Es gab Stimmen, die Karlheinz Stockhausen als den wahren Nachfolger Richard Wagners verstanden, nicht unbedingt in dem, was der komponierte, sondern wie er die Dinge sah. Denn auch für ihn war Musik eine Art Arbeit am Heilsplan des Weltganzen, ein letztlich religiöser Akt, der sich auf das Verständnis der Schöpfung richtete, ein Gesamtkunstwerk, wie er es mit seinem kosmisch-eschatologischen Hauptwerk “Licht” (1977–2003) entwarf. Sieben Tage mit Michael, Eva und Lucifer in ein allumfassendes Musik-Operntheater gefasst, minutiös geplant auf der einen Seite bei größtmöglicher Freiheit der Interpretation auf der anderen, das entspricht letztlich der konsequenten Fortführung des Künstlergedankens, wie ihn die Romantik einst entwarf.
Sein Weg in die musikalische Kosmologie führte über die Abstraktionen der Avantgarde. Geboren am 22. August 1928 in Mödrath als Sohn eines Volksschullehrers, studierte Stockhausen Schulmusik und Klavier, Musikwissenschaft, Philosophie und Germanistik, nahm 1951 an den Darmstädter Ferienkursen teil und ging 1952 nach Paris zu Olivier Messiaen, wo er rund ein Jahr lang sein Klangverständnis weiter schärfte. Bald darauf wurde er Mitarbeiter im Studio für elektronische Musik in Köln, studierte Kommunikationswissenschaft, Phonetik und begann, die Vielzahl dieser Eindrücke in eigene Kompositionen zu packen.

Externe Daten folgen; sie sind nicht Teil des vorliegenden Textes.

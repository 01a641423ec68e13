//! # Sync Error Types
//!
//! Error types for sync operations.
//!
//! ## Error Hierarchy
//! ```text
//! ┌─────────────────────────────────────────────────────────────────────────┐
//! │                       Sync Error Categories                             │
//! │                                                                         │
//! │  ┌─────────────────┐  ┌─────────────────┐  ┌─────────────────────────┐ │
//! │  │  Configuration  │  │   Transport     │  │     Protocol            │ │
//! │  │                 │  │                 │  │                         │ │
//! │  │  InvalidConfig  │  │  Connection     │  │  InvalidPayload         │ │
//! │  │  InvalidUrl     │  │  HttpStatus     │  │  DeserializationFailed  │ │
//! │  │  ConfigLoad/Save│  │  NotFound       │  │  SerializationFailed    │ │
//! │  │                 │  │  Timeout        │  │                         │ │
//! │  └─────────────────┘  └─────────────────┘  └─────────────────────────┘ │
//! │                                                                         │
//! │  RECOVERY (nothing here is fatal to the process)                       │
//! │  • Transport  → keep stale data, surface `error` string                │
//! │  • Protocol   → drop the payload, log a diagnostic                     │
//! │  • NotFound   → caller falls back to the cached brief record           │
//! └─────────────────────────────────────────────────────────────────────────┘
//! ```

use thiserror::Error;

/// Result type alias for sync operations.
pub type SyncResult<T> = Result<T, SyncError>;

/// Sync error type covering all possible sync failures.
#[derive(Debug, Error)]
pub enum SyncError {
    // =========================================================================
    // Configuration Errors
    // =========================================================================
    /// Invalid sync configuration.
    #[error("Invalid sync configuration: {0}")]
    InvalidConfig(String),

    /// Invalid API or push URL.
    #[error("Invalid URL: {0}")]
    InvalidUrl(String),

    /// Failed to load config file.
    #[error("Failed to load config: {0}")]
    ConfigLoadFailed(String),

    /// Failed to save config file.
    #[error("Failed to save config: {0}")]
    ConfigSaveFailed(String),

    // =========================================================================
    // Transport Errors
    // =========================================================================
    /// Network-level failure reaching the backend.
    #[error("Connection failed: {0}")]
    ConnectionFailed(String),

    /// Push channel disconnected.
    #[error("Disconnected from push channel")]
    Disconnected,

    /// WebSocket connect timeout.
    #[error("Connection timeout after {0} seconds")]
    Timeout(u64),

    /// HTTP request timed out.
    #[error("Request timed out: {0}")]
    RequestTimeout(String),

    /// Backend answered with a non-success status.
    #[error("HTTP {status} from {url}")]
    HttpStatus { status: u16, url: String },

    /// Requested entity does not exist.
    #[error("Vehicle not found: {0}")]
    NotFound(String),

    /// TLS/SSL error.
    #[error("TLS error: {0}")]
    TlsError(String),

    /// WebSocket protocol error.
    #[error("WebSocket error: {0}")]
    WebSocketError(String),

    // =========================================================================
    // Protocol Errors
    // =========================================================================
    /// Payload had an unexpected shape.
    #[error("Invalid payload: {0}")]
    InvalidPayload(String),

    /// Failed to serialize.
    #[error("Serialization failed: {0}")]
    SerializationFailed(String),

    /// Failed to deserialize.
    #[error("Deserialization failed: {0}")]
    DeserializationFailed(String),

    // =========================================================================
    // Internal Errors
    // =========================================================================
    /// Engine is shutting down.
    #[error("Sync engine is shutting down")]
    ShuttingDown,
}

// =============================================================================
// Error Conversions
// =============================================================================

impl From<fleet_core::CoreError> for SyncError {
    fn from(err: fleet_core::CoreError) -> Self {
        SyncError::InvalidPayload(err.to_string())
    }
}

impl From<serde_json::Error> for SyncError {
    fn from(err: serde_json::Error) -> Self {
        SyncError::DeserializationFailed(err.to_string())
    }
}

impl From<url::ParseError> for SyncError {
    fn from(err: url::ParseError) -> Self {
        SyncError::InvalidUrl(err.to_string())
    }
}

impl From<reqwest::Error> for SyncError {
    fn from(err: reqwest::Error) -> Self {
        if err.is_timeout() {
            SyncError::RequestTimeout(err.to_string())
        } else if err.is_decode() {
            SyncError::DeserializationFailed(err.to_string())
        } else if let Some(status) = err.status() {
            SyncError::HttpStatus {
                status: status.as_u16(),
                url: err.url().map(|u| u.to_string()).unwrap_or_default(),
            }
        } else {
            SyncError::ConnectionFailed(err.to_string())
        }
    }
}

impl From<tokio_tungstenite::tungstenite::Error> for SyncError {
    fn from(err: tokio_tungstenite::tungstenite::Error) -> Self {
        use tokio_tungstenite::tungstenite::Error as WsError;
        match err {
            WsError::ConnectionClosed => SyncError::Disconnected,
            WsError::AlreadyClosed => SyncError::Disconnected,
            WsError::Protocol(p) => SyncError::WebSocketError(p.to_string()),
            WsError::Io(io) => SyncError::ConnectionFailed(io.to_string()),
            WsError::Tls(tls) => SyncError::TlsError(tls.to_string()),
            other => SyncError::WebSocketError(other.to_string()),
        }
    }
}

impl From<std::io::Error> for SyncError {
    fn from(err: std::io::Error) -> Self {
        SyncError::ConfigLoadFailed(err.to_string())
    }
}

impl From<toml::de::Error> for SyncError {
    fn from(err: toml::de::Error) -> Self {
        SyncError::ConfigLoadFailed(err.to_string())
    }
}

impl From<toml::ser::Error> for SyncError {
    fn from(err: toml::ser::Error) -> Self {
        SyncError::ConfigSaveFailed(err.to_string())
    }
}

// =============================================================================
// Error Categorization
// =============================================================================

impl SyncError {
    /// Returns true if a later attempt may succeed.
    ///
    /// ## Retryable Errors
    /// - Connection failures (network issues)
    /// - Timeouts
    /// - 5xx / 429 responses
    /// - Push channel disconnections
    pub fn is_retryable(&self) -> bool {
        match self {
            SyncError::ConnectionFailed(_)
            | SyncError::Disconnected
            | SyncError::Timeout(_)
            | SyncError::RequestTimeout(_)
            | SyncError::WebSocketError(_) => true,
            SyncError::HttpStatus { status, .. } => *status >= 500 || *status == 429,
            _ => false,
        }
    }

    /// Returns true if this error indicates a configuration problem.
    pub fn is_config_error(&self) -> bool {
        matches!(
            self,
            SyncError::InvalidConfig(_)
                | SyncError::InvalidUrl(_)
                | SyncError::ConfigLoadFailed(_)
                | SyncError::ConfigSaveFailed(_)
        )
    }

    /// Returns true if the backend sent something we could not interpret.
    pub fn is_protocol_error(&self) -> bool {
        matches!(
            self,
            SyncError::InvalidPayload(_)
                | SyncError::SerializationFailed(_)
                | SyncError::DeserializationFailed(_)
        )
    }
}

#[cfg(test)]
mod tests {
    use super::*;

    #[test]
    fn test_retryable_errors() {
        assert!(SyncError::ConnectionFailed("network error".into()).is_retryable());
        assert!(SyncError::Disconnected.is_retryable());
        assert!(SyncError::Timeout(30).is_retryable());
        assert!(SyncError::HttpStatus { status: 503, url: "x".into() }.is_retryable());

        assert!(!SyncError::HttpStatus { status: 404, url: "x".into() }.is_retryable());
        assert!(!SyncError::InvalidConfig("bad config".into()).is_retryable());
        assert!(!SyncError::NotFound("TRK-1".into()).is_retryable());
    }

    #[test]
    fn test_error_display() {
        let err = SyncError::HttpStatus {
            status: 500,
            url: "http://fleet/api/vehicles".into(),
        };
        assert!(err.to_string().contains("500"));
        assert!(err.to_string().contains("/api/vehicles"));
    }

    #[test]
    fn test_config_errors() {
        let err = SyncError::from(url::Url::parse("not a url").unwrap_err());
        assert!(err.is_config_error());
        assert!(!SyncError::ShuttingDown.is_config_error());
    }

    #[test]
    fn test_core_error_is_protocol_error() {
        let err = SyncError::from(fleet_core::CoreError::InvalidPayload("shape".into()));
        assert!(err.is_protocol_error());
        assert!(!err.is_config_error());
    }
}
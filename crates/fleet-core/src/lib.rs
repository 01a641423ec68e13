//! # fleet-core: Pure View-Model Logic for the Fleet Dashboard
//!
//! This crate turns raw backend payloads into the stable view model the
//! dashboard renders. Everything here is a pure function with zero I/O.
//!
//! ## Architecture Position
//! ```text
//! ┌─────────────────────────────────────────────────────────────────────────┐
//! │                      Fleet Dashboard Architecture                       │
//! │                                                                         │
//! │  ┌─────────────────────────────────────────────────────────────────┐   │
//! │  │                    Render Layer (external)                      │   │
//! │  │    Stat cards ──► Filter bar ──► Vehicle table ──► Detail modal │   │
//! │  └─────────────────────────────┬───────────────────────────────────┘   │
//! │                                │ subscribe / read                       │
//! │  ┌─────────────────────────────▼───────────────────────────────────┐   │
//! │  │            fleet-sync (engine, REST client, push channel)       │   │
//! │  └─────────────────────────────┬───────────────────────────────────┘   │
//! │                                │                                        │
//! │  ┌─────────────────────────────▼───────────────────────────────────┐   │
//! │  │               ★ fleet-core (THIS CRATE) ★                       │   │
//! │  │                                                                 │   │
//! │  │   ┌───────────┐  ┌────────────┐  ┌───────────┐  ┌───────────┐  │   │
//! │  │   │  vehicle  │  │ statistics │  │ freshness │  │   query   │  │   │
//! │  │   │ normalize │  │ aggregate  │  │  labels   │  │  search   │  │   │
//! │  │   │  status   │  │ reconcile  │  │  clock    │  │  sort     │  │   │
//! │  │   └───────────┘  └────────────┘  └───────────┘  └───────────┘  │   │
//! │  │                                                                 │   │
//! │  │   NO I/O • NO NETWORK • PURE FUNCTIONS                          │   │
//! │  └─────────────────────────────────────────────────────────────────┘   │
//! └─────────────────────────────────────────────────────────────────────────┘
//! ```
//!
//! ## Modules
//!
//! - [`vehicle`] - Canonical `Vehicle` and the normalizer
//! - [`statistics`] - Aggregation and derived/authoritative reconciliation
//! - [`freshness`] - "Last updated" clock and labels
//! - [`payload`] - Envelope-tolerant response extraction
//! - [`query`] - Client-side search, filter and sort
//! - [`error`] - Domain error types
//!
//! ## Example Usage
//!
//! ```rust
//! use fleet_core::{aggregate, normalize_all, reconcile};
//! use serde_json::json;
//!
//! let raw = vec![
//!     json!({ "id": "TRK-1", "status": "moving", "speed": 48 }),
//!     json!({ "id": "TRK-2", "status": "idle" }),
//!     json!({ "driverName": "no id, dropped" }),
//! ];
//!
//! let vehicles = normalize_all(&raw);
//! let stats = reconcile(&aggregate(&vehicles), None);
//!
//! assert_eq!(stats.total, 2);
//! assert_eq!(stats.en_route, 1);
//! assert_eq!(stats.average_speed, 48.0);
//! ```

// =============================================================================
// Module Declarations
// =============================================================================

pub mod error;
pub mod freshness;
pub mod payload;
pub mod query;
pub mod statistics;
pub mod vehicle;

// =============================================================================
// Re-exports for Convenience
// =============================================================================

pub use error::{CoreError, CoreResult};
pub use freshness::{relative_age, FreshnessClock};
pub use query::{SortDirection, SortKey, VehicleQuery};
pub use statistics::{aggregate, reconcile, FleetSummary, Statistics, StatisticsPatch};
pub use vehicle::{normalize, normalize_all, Location, Vehicle, VehicleStatus};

Den ersten seriellen Versuchen (“Kreuzspiel”, 1951) folgten Experimente mit der räumlichen Wirkung von Klängen und mit Sinusgeneratoren (“Studien I/II”, 1953/54). Das Studio für elektronische Musik wurde zu einem Labor des Diskurses, Stockhausens “Gesang der Jünglinge” (1956) zum Ausgangspunkt zahlreicher Diskussionen um die Künstlichkeit der Kunst. Der Komponist galt als Pionier des Genres, unterrichtete nun selbst bei den Darmstädter Ferienkursen, leitete von 1963 an das Studio für elektronische Musik, außerdem zwischen 1963 und 1969 die Kölner Kurse für Neue Musik und wirkte von 1971 an mehrere Jahre lang als Professor an der Hochschule für Musik in Köln, außerdem in Basel, Kalifornien und Philadelphia.
Ende der Sechziger wiederum veränderte sich seine Kunstauffassung. Zum einen waren die Möglichkeiten der elektronischen Musik inzwischen ansatzweise erforscht und an die Popgeneration weitergegeben. Politisches war Stockhausen suspekt, weil es zu sehr festlegte, überhaupt begann er, sich mehr und mehr den kosmischen Dimensionen seines Schaffens zuzuwenden, was er mit den Weltausstellungskonzerten 1970 im Kugelauditorium von Osaka eindrucksvoll demonstrierte. Er schuf klangtheatralische Aktionen wie “ALPHABET für Liege” (1972), vor allem aber eben den siebenteiligen Opern-Zyklus “Licht” als Ausdruck seines umfassenden Verständnisses.
Während sich bereits die nächsten Generation von Komponisten an seinem Erbe abarbeitete, erklärten die Pop-Hedonisten der Techno-Ära Stockhausen für einen ihrer Urväter und er selbst blieb ein streitbarer Geist, der etwa mit seinen aus der Ästhetik sich ableitenden Äußerungen zum 11.September für Wirbel im Feuilleton sorgte. Am 5. Dezember starb Karlheinz Stockhausen im Alter von 79 Jahren in Kürten-Kettenberg bei Köln. Einer der Visionäre der Musik hat seinen Abschied genommen.